“A meu ver, a crise não se resolve com figuras salvadoras, trata-se de um problema estrutural que necessita muito mais do que simples respostas. Perante este cenário, é importante refletir o estado da representação política em Portugal. Sem a mesma, acentua-se o risco da normalização de um distanciamento que ameaça esvaziar o significado do voto e da participação democrática e em última instância, a própria democracia. Dia 8, faça valer o esforço de 74 e vote com consciência”
Texto de opinião de João Pedro Parreira, aluno de Ciência Política do ISCSP
A menos de alguns dias da decisão do futuro presidente da República Portuguesa, acentua se aquelas que são (à minha jovem memória) das eleições mais importantes que tivemos em imenso tempo. A figura de Presidente, é de alguém que representa o nosso país e de quem garante o funcionamento da nossa democracia, não de alguém que magicamente vai solucionar todos os problemas presentes na sociedade.
Estas eleições surgem numa altura aonde Portugal vive num panorama político muito diferente do que era o de 2016, quando Marcelo foi eleito. Começando na diversidade de candidatos ao longo de todo o espectro político, evocando assim uma previsão inicial (que se veio a provar) de fragmentação por parte tanto do eleitorado mais à esquerda, ao centro e à direita. Prevendo assim a possibilidade de uma inevitável 2.ª volta.
E cá estamos, dia 8 vamos exercer o nosso direito de voto, outra vez. De um lado, temos António José Seguro, um candidato que no seu discurso se apresenta como um candidato da moderação, do humanismo, do progressismo e que quer ser o Presidente de todos os portugueses. Do outro, André Ventura, que ao longo do anos vem causando uma repercussão nunca antes vista no sistema político português. A sua candidatura acaba por ser a personificação do descontentamento por parte dos eleitores.
No entanto, reduzir isto a apenas dois nomes seria ignorar o meu objetivo principal com este texto que é a atual crise de representação na política portuguesa.

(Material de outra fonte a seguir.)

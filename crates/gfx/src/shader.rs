use crate::context::Context;
use crate::device::{GraphicsDevice, ProgramHandle, UniformLocation};
use crate::{DefineValue, Defines, GfxError, LookupPolicy};
use std::collections::BTreeMap;
use vesta_common::AttributeLayout;
use vesta_math::{Matrix4, Vector3, Vector4};

/// GLSL sources for one program, with the defines to inject.
#[derive(Debug, Clone, PartialEq, Default)]
pub struct ShaderSource {
    pub vertex: String,
    pub fragment: String,
    pub defines: Defines,
}

impl ShaderSource {
    pub fn new(vertex: impl Into<String>, fragment: impl Into<String>) -> Self {
        Self {
            vertex: vertex.into(),
            fragment: fragment.into(),
            defines: Defines::new(),
        }
    }

    pub fn with_define(mut self, name: impl Into<String>, value: impl Into<DefineValue>) -> Self {
        self.defines.insert(name.into(), value.into());
        self
    }
}

/// Prepend the precision directive (fragment stage) and one `#define` line
/// per define to `src`.
pub fn add_headers(src: &str, defines: &Defines, with_precision: bool) -> String {
    let mut headers = String::new();

    if with_precision {
        headers.push_str("precision highp float;\n\n");
    }

    if !defines.is_empty() {
        for (name, value) in defines {
            match value {
                DefineValue::Bool(true) => headers.push_str(&format!("#define {name}\n")),
                DefineValue::Bool(false) => {}
                DefineValue::Number(n) => headers.push_str(&format!("#define {name} {n}\n")),
            }
        }
        headers.push('\n');
    }

    headers + src
}

/// `src` with each line prefixed by its 1-based number.
pub fn numbered_listing(src: &str) -> String {
    src.split('\n')
        .enumerate()
        .map(|(i, row)| format!("{}  {row}", i + 1))
        .collect::<Vec<_>>()
        .join("\n")
}

/// A linked program plus its introspected symbol locations.
#[derive(Debug, Clone)]
pub struct Shader {
    program: ProgramHandle,
    /// Location order, as reported by the device.
    attributes: Vec<(String, u32)>,
    uniforms: BTreeMap<String, UniformLocation>,
    policy: LookupPolicy,
}

impl Shader {
    pub(crate) fn new(
        program: ProgramHandle,
        attributes: Vec<(String, u32)>,
        uniforms: Vec<(String, UniformLocation)>,
    ) -> Self {
        Self {
            program,
            attributes,
            uniforms: uniforms.into_iter().collect(),
            policy: LookupPolicy::default(),
        }
    }

    pub fn with_policy(mut self, policy: LookupPolicy) -> Self {
        self.policy = policy;
        self
    }

    pub fn policy(&self) -> LookupPolicy {
        self.policy
    }

    pub fn program(&self) -> ProgramHandle {
        self.program
    }

    pub fn attribute_names(&self) -> impl Iterator<Item = &str> {
        self.attributes.iter().map(|(name, _)| name.as_str())
    }

    pub fn attribute_count(&self) -> usize {
        self.attributes.len()
    }

    pub fn attribute_location(&self, name: &str) -> Option<u32> {
        self.attributes
            .iter()
            .find(|(n, _)| n == name)
            .map(|(_, loc)| *loc)
    }

    pub fn uniform_location(&self, name: &str) -> Option<UniformLocation> {
        self.uniforms.get(name).copied()
    }

    pub fn uniform_names(&self) -> impl Iterator<Item = &str> {
        self.uniforms.keys().map(String::as_str)
    }

    /// Make this program current.
    pub fn bind<D: GraphicsDevice>(&self, ctx: &mut Context<D>) {
        ctx.use_program(self.program);
    }

    /// Point attribute `name` at the buffer bound to the array target.
    pub fn bind_attribute<D: GraphicsDevice>(
        &self,
        ctx: &mut Context<D>,
        name: &str,
        layout: &AttributeLayout,
    ) -> Result<(), GfxError> {
        match self.attribute_location(name) {
            Some(location) => {
                ctx.device_mut().vertex_attrib_pointer(location, layout);
                Ok(())
            }
            None => match self.policy {
                LookupPolicy::Strict => Err(GfxError::MissingAttribute(name.to_owned())),
                LookupPolicy::Lenient => {
                    tracing::trace!(attribute = name, "attribute not active, skipped");
                    Ok(())
                }
            },
        }
    }

    fn uniform(&self, name: &str) -> Result<Option<UniformLocation>, GfxError> {
        match (self.uniform_location(name), self.policy) {
            (Some(location), _) => Ok(Some(location)),
            (None, LookupPolicy::Strict) => Err(GfxError::MissingUniform(name.to_owned())),
            (None, LookupPolicy::Lenient) => {
                tracing::trace!(uniform = name, "uniform not active, skipped");
                Ok(None)
            }
        }
    }

    pub fn set_bool<D: GraphicsDevice>(
        &self,
        ctx: &mut Context<D>,
        name: &str,
        value: bool,
    ) -> Result<(), GfxError> {
        if let Some(location) = self.uniform(name)? {
            ctx.device_mut().uniform_1i(location, i32::from(value));
        }
        Ok(())
    }

    pub fn set_float<D: GraphicsDevice>(
        &self,
        ctx: &mut Context<D>,
        name: &str,
        value: f32,
    ) -> Result<(), GfxError> {
        if let Some(location) = self.uniform(name)? {
            ctx.device_mut().uniform_1f(location, value);
        }
        Ok(())
    }

    pub fn set_vector3<D: GraphicsDevice>(
        &self,
        ctx: &mut Context<D>,
        name: &str,
        value: &Vector3,
    ) -> Result<(), GfxError> {
        if let Some(location) = self.uniform(name)? {
            ctx.device_mut().uniform_3f(location, value.to_array());
        }
        Ok(())
    }

    pub fn set_vector4<D: GraphicsDevice>(
        &self,
        ctx: &mut Context<D>,
        name: &str,
        value: &Vector4,
    ) -> Result<(), GfxError> {
        if let Some(location) = self.uniform(name)? {
            ctx.device_mut().uniform_4f(location, value.to_array());
        }
        Ok(())
    }

    pub fn set_matrix4<D: GraphicsDevice>(
        &self,
        ctx: &mut Context<D>,
        name: &str,
        value: &Matrix4,
    ) -> Result<(), GfxError> {
        if let Some(location) = self.uniform(name)? {
            ctx.device_mut().uniform_matrix4fv(location, value.elements());
        }
        Ok(())
    }
}
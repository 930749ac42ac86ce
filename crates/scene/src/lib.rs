//! Scene graph: transform hierarchy, renderable meshes and cameras.
//!
//! Nodes live in an arena owned by [`SceneGraph`] and refer to each other by
//! [`NodeId`]. Meshes and geometries are shared through `Arc` so loaders and
//! duplicated subtrees never copy vertex descriptions.
//!
//! # Invariants
//! - A node has at most one parent; attaching detaches it first.
//! - The graph is acyclic: `add` rejects self-parenting and ancestor loops.
//! - An invisible node hides its entire subtree from rendering.
//! - World matrices are only valid after `update_matrix_world` on an ancestor.

mod camera;
mod graph;
mod mesh;

pub use camera::{Camera, Projection};
pub use graph::{Node, NodeId, SceneGraph};
pub use mesh::{Attribute, Geometry, Material, Mesh, Primitive};

/// Errors from scene graph operations.
#[derive(Debug, Clone, PartialEq, Eq, thiserror::Error)]
pub enum SceneError {
    #[error("unknown node {0}")]
    UnknownNode(NodeId),
    #[error("node {0} cannot be its own child")]
    SelfParent(NodeId),
    #[error("adding {child} under {parent} would create a cycle")]
    Cycle { parent: NodeId, child: NodeId },
}
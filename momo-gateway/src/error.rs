//! Error types for the gateway boundary

use thiserror::Error;

/// Result type for gateway operations
pub type Result<T> = std::result::Result<T, GatewayError>;

/// Gateway errors
#[derive(Error, Debug)]
pub enum GatewayError {
    /// Transport failure (connection, timeout, non-2xx)
    #[error("Transport error: {0}")]
    Transport(String),

    /// Gateway reported a status outside the three known values
    #[error("Unknown gateway status: {0}")]
    UnknownStatus(String),

    /// No charge recorded under this reference
    #[error("Unknown reference: {0}")]
    UnknownReference(String),

    /// Payer phone number contained no digits
    #[error("Invalid MSISDN: {0}")]
    InvalidMsisdn(String),
}
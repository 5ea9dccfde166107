//! Metrics collection for observability
//!
//! Prometheus metrics for monitoring the order core.
//!
//! # Metrics
//!
//! - `orders_placed_total` - Orders committed
//! - `orders_insufficient_stock_total` - Reservations refused for lack of stock
//! - `order_commit_duration_seconds` - Histogram of order-commit latencies
//! - `payment_attempts_total` - Payment attempts recorded
//! - `payments_succeeded_total` / `payments_failed_total` - Terminal outcomes applied
//! - `reconciliation_conflicts_total` - Contradictory terminal deliveries ignored
//! - `amount_mismatches_total` - Gateway-reported amounts disagreeing with the attempt
//! - `release_anomalies_total` - Over-releases clamped at zero

use prometheus::{Histogram, HistogramOpts, IntCounter, Registry};
use std::sync::Arc;

/// Metrics collector
#[derive(Clone)]
pub struct Metrics {
    /// Orders committed
    pub orders_placed: IntCounter,

    /// Reservations refused for lack of stock
    pub insufficient_stock: IntCounter,

    /// Order-commit latency histogram
    pub commit_duration: Histogram,

    /// Payment attempts recorded
    pub payment_attempts: IntCounter,

    /// Successful terminal outcomes applied
    pub payments_succeeded: IntCounter,

    /// Failed terminal outcomes applied
    pub payments_failed: IntCounter,

    /// Contradictory terminal deliveries ignored
    pub reconciliation_conflicts: IntCounter,

    /// Gateway amounts disagreeing with the recorded attempt
    pub amount_mismatches: IntCounter,

    /// Over-releases clamped at zero
    pub release_anomalies: IntCounter,

    /// Prometheus registry
    pub registry: Arc<Registry>,
}

impl Metrics {
    /// Create new metrics collector with its own registry
    pub fn new() -> prometheus::Result<Self> {
        let registry = Arc::new(Registry::new());

        let orders_placed =
            IntCounter::new("orders_placed_total", "Orders committed")?;
        registry.register(Box::new(orders_placed.clone()))?;

        let insufficient_stock = IntCounter::new(
            "orders_insufficient_stock_total",
            "Reservations refused for lack of stock",
        )?;
        registry.register(Box::new(insufficient_stock.clone()))?;

        let commit_duration = Histogram::with_opts(
            HistogramOpts::new(
                "order_commit_duration_seconds",
                "Histogram of order-commit latencies",
            )
            .buckets(vec![0.001, 0.005, 0.010, 0.025, 0.050, 0.100, 0.250, 0.500, 1.0]),
        )?;
        registry.register(Box::new(commit_duration.clone()))?;

        let payment_attempts =
            IntCounter::new("payment_attempts_total", "Payment attempts recorded")?;
        registry.register(Box::new(payment_attempts.clone()))?;

        let payments_succeeded =
            IntCounter::new("payments_succeeded_total", "Successful terminal outcomes applied")?;
        registry.register(Box::new(payments_succeeded.clone()))?;

        let payments_failed =
            IntCounter::new("payments_failed_total", "Failed terminal outcomes applied")?;
        registry.register(Box::new(payments_failed.clone()))?;

        let reconciliation_conflicts = IntCounter::new(
            "reconciliation_conflicts_total",
            "Contradictory terminal deliveries ignored",
        )?;
        registry.register(Box::new(reconciliation_conflicts.clone()))?;

        let amount_mismatches = IntCounter::new(
            "amount_mismatches_total",
            "Gateway amounts disagreeing with the recorded attempt",
        )?;
        registry.register(Box::new(amount_mismatches.clone()))?;

        let release_anomalies =
            IntCounter::new("release_anomalies_total", "Over-releases clamped at zero")?;
        registry.register(Box::new(release_anomalies.clone()))?;

        Ok(Self {
            orders_placed,
            insufficient_stock,
            commit_duration,
            payment_attempts,
            payments_succeeded,
            payments_failed,
            reconciliation_conflicts,
            amount_mismatches,
            release_anomalies,
            registry,
        })
    }

    /// Record a committed order
    pub fn record_order_placed(&self) {
        self.orders_placed.inc();
    }

    /// Record a reservation refused for lack of stock
    pub fn record_insufficient_stock(&self) {
        self.insufficient_stock.inc();
    }

    /// Record an order-commit latency
    pub fn record_commit_duration(&self, duration_seconds: f64) {
        self.commit_duration.observe(duration_seconds);
    }

    /// Record a payment attempt
    pub fn record_payment_attempt(&self) {
        self.payment_attempts.inc();
    }

    /// Record a successful terminal outcome
    pub fn record_payment_succeeded(&self) {
        self.payments_succeeded.inc();
    }

    /// Record a failed terminal outcome
    pub fn record_payment_failed(&self) {
        self.payments_failed.inc();
    }

    /// Record an ignored contradictory terminal delivery
    pub fn record_reconciliation_conflict(&self) {
        self.reconciliation_conflicts.inc();
    }

    /// Record an amount mismatch
    pub fn record_amount_mismatch(&self) {
        self.amount_mismatches.inc();
    }

    /// Record a clamped over-release
    pub fn record_release_anomaly(&self) {
        self.release_anomalies.inc();
    }

    /// Get metrics registry
    pub fn registry(&self) -> &Registry {
        &self.registry
    }
}

impl Default for Metrics {
    fn default() -> Self {
        Self::new().expect("Failed to create metrics")
    }
}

A fragmentação que referi por parte dos eleitores não surge apenas da grande diversidade de candidatos, surge do claro distanciamento entre o eleitorado e o sistema político. Muitos não se sentem representados, encarando a política como algo incapaz de resolver os seus problemas. Com isso, os que se afirmam como anti-sistema ganham voz, sendo a voz do protesto e da rejeição.
A meu ver, a crise não se resolve com figuras salvadoras, trata-se de um problema estrutural que necessita muito mais do que simples respostas. Perante este cenário, é importante refletir o estado da representação política em Portugal. Sem a mesma, acentua-se o risco da normalização de um distanciamento que ameaça esvaziar o significado do voto e da participação democrática e em última instância, a própria democracia.
Dia 8, faça valer o esforço de 74 e vote com consciência.